Argos
IJburg
Amsterdam wil de nieuwe wijk IJburg aanleggen op nog geen zestig meter afstand van de zwaarst vervuilde gifbelt van Nederland: de Diemerzeedijk. Argos duikt in de geschiedenis van deze voormalige stortplaats waar in de jaren zestig en zeventig chemicaliën vanuit heel Europa in de openlucht werden verbrand. Kunnen de 40.000 toekomstige bewoners van IJburg straks wel veilig wonen en recreëren op hun nieuw aangelegde eilanden?
------------
Naar aanleiding van de plannen van de gemeente Amsterdam voor de aanleg van de woonwijk IJburg, een reportage over de vervuiling van de Diemerzeedijk, die op zestig meter afstand van de nieuw te bouwen woonwijk ligt.
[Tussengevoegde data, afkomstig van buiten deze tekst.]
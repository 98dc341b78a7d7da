//! Shared helpers for guarded port integration tests.

#![allow(dead_code)]

use serio::{Context, GuardedPort, MockConnector, MockTransport, PortConfiguration};
use std::time::Duration;

/// Scheduling slack allowed on top of any configured timeout.
pub const SLACK: Duration = Duration::from_millis(150);

pub fn mock_config() -> PortConfiguration {
    PortConfiguration::new("MOCK0", 9600)
}

/// Open `config` through `connector` with no context bound, returning the
/// port and a handle on the transport it wraps.
pub fn open_with(
    connector: &MockConnector,
    config: PortConfiguration,
) -> (GuardedPort<MockTransport>, MockTransport) {
    let port = GuardedPort::open_with(&Context::background(), connector.clone(), config)
        .expect("mock open should succeed");
    let transport = connector
        .last_opened()
        .expect("connector should record the transport");
    (port, transport)
}

pub fn open_mock(connector: &MockConnector) -> (GuardedPort<MockTransport>, MockTransport) {
    open_with(connector, mock_config())
}

/// A port whose writes come back on the next read.
pub fn loopback_port() -> (GuardedPort<MockTransport>, MockTransport) {
    open_mock(&MockConnector::new().loopback(true))
}
//! Deadline-aware serial port.
//!
//! [`GuardedPort`] owns one [`Transport`] and bounds every blocking call on
//! it, even though the transport itself cannot be interrupted:
//!
//! - `open` runs on a worker thread raced against a [`Context`].
//! - `write` runs on a worker thread raced against the port deadline, or
//!   failing that the write timeout. Without either it runs inline.
//! - `read` never spawns. With a deadline set it reprograms the transport's
//!   read timeout to the time remaining before each call; otherwise it relies
//!   on whatever read timeout the transport already has.
//!
//! # Abandoned calls
//!
//! Losing a race stops the waiting, not the call. A write reported as
//! [`SerioError::WriteTimeout`] or [`SerioError::DeadlineExceeded`] may still
//! reach the wire, partially or completely, after the error is returned. A
//! device opened after its context gave up is closed by the worker that
//! opened it.
//!
//! # Example
//! ```no_run
//! use serio::{Context, GuardedPort, PortConfiguration};
//! use std::time::{Duration, Instant};
//!
//! let ctx = Context::with_timeout(Duration::from_secs(10));
//! let config = PortConfiguration::new("/dev/ttyUSB0", 115200).timeout(Duration::from_secs(3));
//! let mut port = GuardedPort::open(&ctx, config)?;
//!
//! port.set_write_timeout(Duration::from_secs(2))?;
//! port.set_deadline(Instant::now() + Duration::from_secs(5))?;
//!
//! port.write(b"hello serial")?;
//! let mut buf = [0u8; 128];
//! let n = port.read(&mut buf)?;
//! println!("Received: {}", String::from_utf8_lossy(&buf[..n]));
//! port.close()?;
//! # Ok::<(), serio::SerioError>(())
//! ```

use crate::context::{CancelCause, Context};
use crate::error::{SerioError, SerioResult};
use crate::port::{
    Connector, PortConfiguration, PortError, SerialConnector, SerialTransport, Transport,
};
use crate::race::{race, Outcome};
use std::io;
use std::sync::Arc;
use std::time::{Duration, Instant};
use tracing::{debug, info, warn};

/// When a bounded write stops waiting, and what it reports if it does.
#[derive(Debug, Clone, Copy)]
enum Horizon {
    Deadline(Instant),
    WriteTimeout { at: Instant, timeout: Duration },
}

impl Horizon {
    fn at(self) -> Instant {
        match self {
            Horizon::Deadline(at) | Horizon::WriteTimeout { at, .. } => at,
        }
    }

    fn error(self) -> SerioError {
        match self {
            Horizon::Deadline(_) => SerioError::DeadlineExceeded,
            Horizon::WriteTimeout { timeout, .. } => SerioError::WriteTimeout(timeout),
        }
    }
}

/// A transport with cancellable open and deadline-aware I/O.
///
/// Methods take `&mut self`; sharing one port between threads needs the
/// caller's own lock.
#[derive(Debug)]
pub struct GuardedPort<T: Transport> {
    /// Shared only with a write worker that may outlive its caller.
    handle: Option<Arc<T>>,
    name: String,
    write_timeout: Duration,
    deadline: Option<Instant>,
}

impl GuardedPort<SerialTransport> {
    /// Open an OS serial device, giving up when `ctx` is done.
    pub fn open(ctx: &Context, config: PortConfiguration) -> SerioResult<Self> {
        Self::open_with(ctx, SerialConnector, config)
    }
}

impl<T: Transport> GuardedPort<T> {
    /// Open `config.name` through `connector`, giving up when `ctx` is done.
    ///
    /// A context that is already done fails without attempting the open. A
    /// positive `config.timeout` becomes the transport's baseline read
    /// timeout. The port starts with no write timeout and no deadline.
    pub fn open_with<C>(ctx: &Context, connector: C, config: PortConfiguration) -> SerioResult<Self>
    where
        C: Connector<Transport = T>,
    {
        config.validate()?;
        if let Some(cause) = ctx.err() {
            return Err(SerioError::Cancelled(cause));
        }

        let mode = config.mode();
        let name = config.name.clone();
        debug!(port = %name, deadline = ?ctx.deadline_at(), "opening port");

        let outcome = race(
            "serio-open",
            ctx.done(),
            ctx.deadline_at(),
            move || connector.open(&name, &mode),
            |opened: Result<T, PortError>| {
                if let Ok(transport) = opened {
                    match transport.close() {
                        Ok(()) => debug!("released port opened after its context gave up"),
                        Err(e) => warn!(error = %e, "failed to release port opened after its context gave up"),
                    }
                }
            },
        )?;

        let transport = match outcome {
            Outcome::Completed(opened) => opened?,
            Outcome::Cancelled => return Err(SerioError::Cancelled(CancelCause::Cancelled)),
            Outcome::Elapsed => return Err(SerioError::Cancelled(CancelCause::DeadlineElapsed)),
        };

        if !config.timeout.is_zero() {
            if let Err(e) = transport.set_read_timeout(config.timeout) {
                if let Err(close_err) = transport.close() {
                    warn!(port = %config.name, error = %close_err, "failed to close port after timeout setup failed");
                }
                return Err(e.into());
            }
        }

        info!(
            port = %config.name,
            baud = config.baud_rate,
            data_bits = ?config.data_bits,
            stop_bits = ?config.stop_bits,
            parity = %config.parity,
            "port opened"
        );
        Ok(Self {
            handle: Some(Arc::new(transport)),
            name: config.name,
            write_timeout: Duration::ZERO,
            deadline: None,
        })
    }

    /// Read into `buffer`.
    ///
    /// With a deadline set, the transport's read timeout is first shrunk to
    /// the time left. A transport timeout comes back as
    /// [`SerioError::Transport`], distinct from
    /// [`SerioError::DeadlineExceeded`].
    pub fn read(&mut self, buffer: &mut [u8]) -> SerioResult<usize> {
        let handle = self.handle()?;

        if let Some(deadline) = self.deadline {
            let remaining = deadline.saturating_duration_since(Instant::now());
            if remaining.is_zero() {
                return Err(SerioError::DeadlineExceeded);
            }
            debug!(port = %self.name, ?remaining, "read bounded by deadline");
            handle.set_read_timeout(remaining)?;
        }

        Ok(handle.read(buffer)?)
    }

    /// Write `data`, bounded by the deadline if set, else by the write
    /// timeout if positive, else not at all.
    ///
    /// On a bounded write the payload is copied to the worker thread. If the
    /// bound elapses first the error says so and the bytes actually written
    /// are unknown.
    pub fn write(&mut self, data: &[u8]) -> SerioResult<usize> {
        let handle = Arc::clone(self.handle()?);

        let now = Instant::now();
        let horizon = match self.deadline {
            Some(deadline) if deadline <= now => return Err(SerioError::DeadlineExceeded),
            Some(deadline) => Horizon::Deadline(deadline),
            // A timeout too large to represent as an instant is no bound at all.
            None => match now.checked_add(self.write_timeout) {
                Some(at) if !self.write_timeout.is_zero() => Horizon::WriteTimeout {
                    at,
                    timeout: self.write_timeout,
                },
                _ => return Ok(handle.write(data)?),
            },
        };
        debug!(port = %self.name, ?horizon, len = data.len(), "bounded write");

        let payload = data.to_vec();
        let port = self.name.clone();
        let outcome = race(
            "serio-write",
            &crossbeam_channel::never(),
            Some(horizon.at()),
            move || handle.write(&payload),
            move |result: Result<usize, PortError>| debug!(%port, ?result, "abandoned write finished"),
        )?;

        match outcome {
            Outcome::Completed(written) => Ok(written?),
            Outcome::Elapsed | Outcome::Cancelled => Err(horizon.error()),
        }
    }

    /// Close the transport. Every later operation, including another
    /// `close`, fails with [`SerioError::Closed`].
    pub fn close(&mut self) -> SerioResult<()> {
        let handle = self.handle.take().ok_or(SerioError::Closed)?;
        handle.close()?;
        info!(port = %self.name, "port closed");
        Ok(())
    }

    /// Bound subsequent writes to `timeout`. Zero removes the bound. Ignored
    /// while a deadline is set.
    pub fn set_write_timeout(&mut self, timeout: Duration) -> SerioResult<()> {
        self.write_timeout = timeout;
        Ok(())
    }

    /// Fail reads and writes from `deadline` on. `None` clears it.
    pub fn set_deadline(&mut self, deadline: impl Into<Option<Instant>>) -> SerioResult<()> {
        self.deadline = deadline.into();
        Ok(())
    }

    pub fn name(&self) -> &str {
        &self.name
    }

    pub fn write_timeout(&self) -> Duration {
        self.write_timeout
    }

    pub fn deadline(&self) -> Option<Instant> {
        self.deadline
    }

    pub fn is_closed(&self) -> bool {
        self.handle.is_none()
    }

    fn handle(&self) -> SerioResult<&Arc<T>> {
        self.handle.as_ref().ok_or(SerioError::Closed)
    }
}

impl<T: Transport> Drop for GuardedPort<T> {
    fn drop(&mut self) {
        if let Some(handle) = self.handle.take() {
            if let Err(e) = handle.close() {
                warn!(port = %self.name, error = %e, "failed to close port on drop");
            }
        }
    }
}

impl<T: Transport> io::Read for GuardedPort<T> {
    fn read(&mut self, buf: &mut [u8]) -> io::Result<usize> {
        GuardedPort::read(self, buf).map_err(Into::into)
    }
}

impl<T: Transport> io::Write for GuardedPort<T> {
    fn write(&mut self, buf: &[u8]) -> io::Result<usize> {
        GuardedPort::write(self, buf).map_err(Into::into)
    }

    fn flush(&mut self) -> io::Result<()> {
        if self.is_closed() {
            return Err(SerioError::Closed.into());
        }
        Ok(())
    }
}
use clap::{Parser, Subcommand};
use serio::config::{Config, ConfigLoader, LogFormat, LoggingConfig};
use serio::{Context, GuardedPort, Parity};
use std::path::PathBuf;
use std::time::Instant;
use tracing::{debug, info};
use tracing_subscriber::{layer::SubscriberExt, util::SubscriberInitExt, EnvFilter};

// Command-line arguments
#[derive(Parser, Debug)]
#[command(
    version,
    about = "Deadline-aware serial port I/O.",
    long_about = "Lists serial devices and exchanges data with them while enforcing an open budget, a write timeout and an overall I/O deadline taken from serio.toml or SERIO_* environment variables."
)]
struct Args {
    /// Configuration file. Defaults to SERIO_CONFIG, ./serio.toml, then the platform config dir.
    #[arg(short, long, global = true)]
    config: Option<PathBuf>,

    /// Device name or alias, overriding [port] name.
    #[arg(short, long, global = true)]
    port: Option<String>,

    /// Baud rate, overriding [port] baud_rate.
    #[arg(short, long, global = true)]
    baud: Option<u32>,

    /// Parity (none, odd, even, mark, space), overriding [port] parity.
    #[arg(long, global = true)]
    parity: Option<Parity>,

    #[command(subcommand)]
    command: Command,
}

#[derive(Subcommand, Debug)]
enum Command {
    /// List available serial devices.
    List,
    /// Print the effective configuration as TOML.
    Config,
    /// Write DATA to the port and print one read of the reply.
    Send {
        /// Payload to write.
        data: String,

        /// Size of the read buffer.
        #[arg(long, default_value_t = 128)]
        read_len: usize,

        /// Append a carriage return and line feed to the payload.
        #[arg(long)]
        crlf: bool,
    },
}

fn main() -> Result<(), Box<dyn std::error::Error>> {
    let args = Args::parse();

    let loader = match args.config {
        Some(ref path) => ConfigLoader::load_from(path)?,
        None => ConfigLoader::load()?,
    };
    let mut config = loader.into_config();
    if let Some(ref port) = args.port {
        config.port.name = port.clone();
    }
    if let Some(baud) = args.baud {
        config.port.baud_rate = baud;
    }
    if let Some(parity) = args.parity {
        config.port.parity = parity;
    }

    init_tracing(&config.logging);
    debug!(?config, "configuration loaded");

    match args.command {
        Command::List => list(),
        Command::Config => {
            print!("{}", config.to_toml()?);
            Ok(())
        }
        Command::Send {
            data,
            read_len,
            crlf,
        } => {
            let mut payload = data.into_bytes();
            if crlf {
                payload.extend_from_slice(b"\r\n");
            }
            send(&config, &payload, read_len)
        }
    }
}

fn init_tracing(logging: &LoggingConfig) {
    let filter =
        EnvFilter::try_from_default_env().unwrap_or_else(|_| EnvFilter::new(&logging.level));
    let registry = tracing_subscriber::registry().with(filter);

    // stdout carries command output
    match logging.format {
        LogFormat::Json => registry
            .with(tracing_subscriber::fmt::layer().json().with_writer(std::io::stderr))
            .init(),
        LogFormat::Compact => registry
            .with(
                tracing_subscriber::fmt::layer()
                    .compact()
                    .with_thread_names(true)
                    .with_writer(std::io::stderr),
            )
            .init(),
        LogFormat::Pretty => registry
            .with(
                tracing_subscriber::fmt::layer()
                    .with_thread_names(true)
                    .with_writer(std::io::stderr),
            )
            .init(),
    }
}

fn list() -> Result<(), Box<dyn std::error::Error>> {
    let ports = serio::list_ports()?;
    if ports.is_empty() {
        println!("No serial ports found.");
    }
    for port in ports {
        println!("{port}");
    }
    Ok(())
}

fn send(config: &Config, payload: &[u8], read_len: usize) -> Result<(), Box<dyn std::error::Error>> {
    let ctx = match config.timeouts.open_timeout() {
        Some(budget) => Context::with_timeout(budget),
        None => Context::background(),
    };

    let mut port = GuardedPort::open(&ctx, config.port_configuration()?)?;
    port.set_write_timeout(config.timeouts.write_timeout())?;
    if let Some(deadline) = config
        .timeouts
        .deadline()
        .and_then(|d| Instant::now().checked_add(d))
    {
        port.set_deadline(deadline)?;
    }

    let written = port.write(payload)?;
    info!(written, "payload sent");

    let mut buf = vec![0u8; read_len];
    let n = port.read(&mut buf)?;
    println!("Received: {}", String::from_utf8_lossy(&buf[..n]));

    port.close()?;
    Ok(())
}
//! Event subscription and filtering.

use serde::{Deserialize, Serialize};
use std::collections::BTreeSet;
use std::fmt;
use std::str::FromStr;
use tracing::warn;

/// Event names PayzCore is known to emit
#[derive(Debug, Clone, Copy, PartialEq, Eq, Hash, Serialize, Deserialize)]
pub enum PaymentEvent {
    #[serde(rename = "payment.completed")]
    Completed,
    #[serde(rename = "payment.overpaid")]
    Overpaid,
    #[serde(rename = "payment.partial")]
    Partial,
    #[serde(rename = "payment.expired")]
    Expired,
    #[serde(rename = "payment.cancelled")]
    Cancelled,
}

impl PaymentEvent {
    pub const ALL: [PaymentEvent; 5] = [
        Self::Completed,
        Self::Overpaid,
        Self::Partial,
        Self::Expired,
        Self::Cancelled,
    ];

    /// Wire name of the event
    pub fn as_str(&self) -> &'static str {
        match self {
            Self::Completed => "payment.completed",
            Self::Overpaid => "payment.overpaid",
            Self::Partial => "payment.partial",
            Self::Expired => "payment.expired",
            Self::Cancelled => "payment.cancelled",
        }
    }
}

impl fmt::Display for PaymentEvent {
    fn fmt(&self, f: &mut fmt::Formatter<'_>) -> fmt::Result {
        f.write_str(self.as_str())
    }
}

impl FromStr for PaymentEvent {
    type Err = SubscriptionError;

    fn from_str(s: &str) -> Result<Self, Self::Err> {
        Self::ALL
            .into_iter()
            .find(|event| event.as_str() == s)
            .ok_or_else(|| SubscriptionError::UnknownEvent {
                event: s.to_string(),
            })
    }
}

/// Errors building an [`EventSubscription`]
#[derive(Debug, Clone, PartialEq, Eq, thiserror::Error)]
pub enum SubscriptionError {
    #[error("Event subscription must name at least one event")]
    Empty,

    #[error("Event name must not be blank")]
    BlankEvent,

    #[error("Unknown payment event: {event}")]
    UnknownEvent { event: String },
}

/// Operator-configured allow-list of event names
///
/// Immutable once built. Names outside [`PaymentEvent`] are allowed so new
/// provider events can be subscribed before this crate learns about them.
#[derive(Debug, Clone, PartialEq, Eq)]
pub struct EventSubscription {
    events: BTreeSet<String>,
}

impl EventSubscription {
    /// Build a subscription from event names
    pub fn new<I, S>(events: I) -> Result<Self, SubscriptionError>
    where
        I: IntoIterator<Item = S>,
        S: Into<String>,
    {
        let mut set = BTreeSet::new();
        for event in events {
            let event: String = event.into();
            let event = event.trim().to_string();
            if event.is_empty() {
                return Err(SubscriptionError::BlankEvent);
            }
            if PaymentEvent::from_str(&event).is_err() {
                warn!(event = %event, "Subscribed to an event PayzCore is not known to send");
            }
            set.insert(event);
        }

        if set.is_empty() {
            return Err(SubscriptionError::Empty);
        }

        Ok(Self { events: set })
    }

    /// Subscription to the given known events
    pub fn from_events(events: &[PaymentEvent]) -> Result<Self, SubscriptionError> {
        Self::new(events.iter().map(PaymentEvent::as_str))
    }

    pub fn contains(&self, event: &str) -> bool {
        self.events.contains(event)
    }

    pub fn events(&self) -> impl Iterator<Item = &str> {
        self.events.iter().map(String::as_str)
    }

    /// Decide whether a payload should be forwarded
    ///
    /// Payloads without a usable `event` are forwarded: absent, `null`,
    /// `false`, zero or the empty string. A string event must be subscribed.
    /// Any other value never matches.
    pub fn should_forward(&self, payload: &serde_json::Value) -> bool {
        use serde_json::Value;

        match payload.get("event") {
            None | Some(Value::Null) | Some(Value::Bool(false)) => true,
            Some(Value::Number(n)) => n.as_f64() == Some(0.0),
            Some(Value::String(event)) if event.is_empty() => true,
            Some(Value::String(event)) => self.contains(event),
            Some(_) => false,
        }
    }
}

impl Default for EventSubscription {
    fn default() -> Self {
        Self {
            events: BTreeSet::from([PaymentEvent::Completed.as_str().to_string()]),
        }
    }
}

#[cfg(test)]
#[path = "event_filter_tests.rs"]
mod tests;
In de jaren '60 was er op de Diemerzeedijk een bedrijf gevestigd dat chemisch afval verbrandde in de open lucht, waardoor afval niet alleen de grond, maar ook het aangrenzende IJsselmeer met o.a. dioxines vervuilde.
Het programma bevat een bezoek van de verslaggeefster aan de Diemerzeedijk en interviews met:
- een voormalig medewerker van de Amsterdamse reinigingsdienst, die werkzaam was op het terrein;
- een man die al dertig jaar vlak naast de Diemerzeedijk woont;
- J. Cleij, directeur Milieudienst Amsterdam;
- Kees Olie, milieuchemicus die de grond onderzocht;
- de heer Abelman, hoofd afdeling watersystemen van Rijkswaterstaat;
- Wendela Tenner, fysisch geografe die als onderzoekster is verbonden aan de Vrije Universiteit Amsterdam en gespecialiseerd is in bodemsanering.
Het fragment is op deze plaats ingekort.